* [Work task]:
Collect all lines below with the string "impl".

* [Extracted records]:

______

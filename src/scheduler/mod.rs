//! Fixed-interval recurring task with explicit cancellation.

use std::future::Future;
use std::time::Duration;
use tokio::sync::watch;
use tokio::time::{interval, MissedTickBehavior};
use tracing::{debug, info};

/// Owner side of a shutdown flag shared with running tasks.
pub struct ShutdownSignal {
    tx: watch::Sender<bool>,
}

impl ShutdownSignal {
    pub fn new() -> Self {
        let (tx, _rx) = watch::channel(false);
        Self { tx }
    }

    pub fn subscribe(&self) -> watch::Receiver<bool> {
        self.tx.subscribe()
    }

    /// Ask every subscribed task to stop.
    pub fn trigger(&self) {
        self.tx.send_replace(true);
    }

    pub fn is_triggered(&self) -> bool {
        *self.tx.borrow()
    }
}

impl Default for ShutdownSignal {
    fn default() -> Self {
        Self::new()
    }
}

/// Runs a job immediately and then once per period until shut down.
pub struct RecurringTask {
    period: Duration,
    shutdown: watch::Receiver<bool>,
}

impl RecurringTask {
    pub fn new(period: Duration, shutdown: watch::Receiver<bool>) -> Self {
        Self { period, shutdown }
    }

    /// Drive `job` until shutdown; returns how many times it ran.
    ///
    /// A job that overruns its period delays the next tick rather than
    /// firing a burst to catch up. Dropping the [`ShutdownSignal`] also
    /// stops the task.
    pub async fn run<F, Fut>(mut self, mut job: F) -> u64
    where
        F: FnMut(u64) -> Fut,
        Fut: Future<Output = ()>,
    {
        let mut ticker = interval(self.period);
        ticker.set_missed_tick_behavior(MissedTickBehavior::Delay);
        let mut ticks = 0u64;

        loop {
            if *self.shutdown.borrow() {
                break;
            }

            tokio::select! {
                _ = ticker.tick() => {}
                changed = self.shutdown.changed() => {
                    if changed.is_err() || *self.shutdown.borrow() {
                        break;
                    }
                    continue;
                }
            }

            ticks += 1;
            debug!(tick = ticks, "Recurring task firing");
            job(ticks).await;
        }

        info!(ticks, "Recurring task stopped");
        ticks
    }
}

______

* [Reply to the exercise]:
impl ShutdownSignal {
impl Default for ShutdownSignal {
impl RecurringTask {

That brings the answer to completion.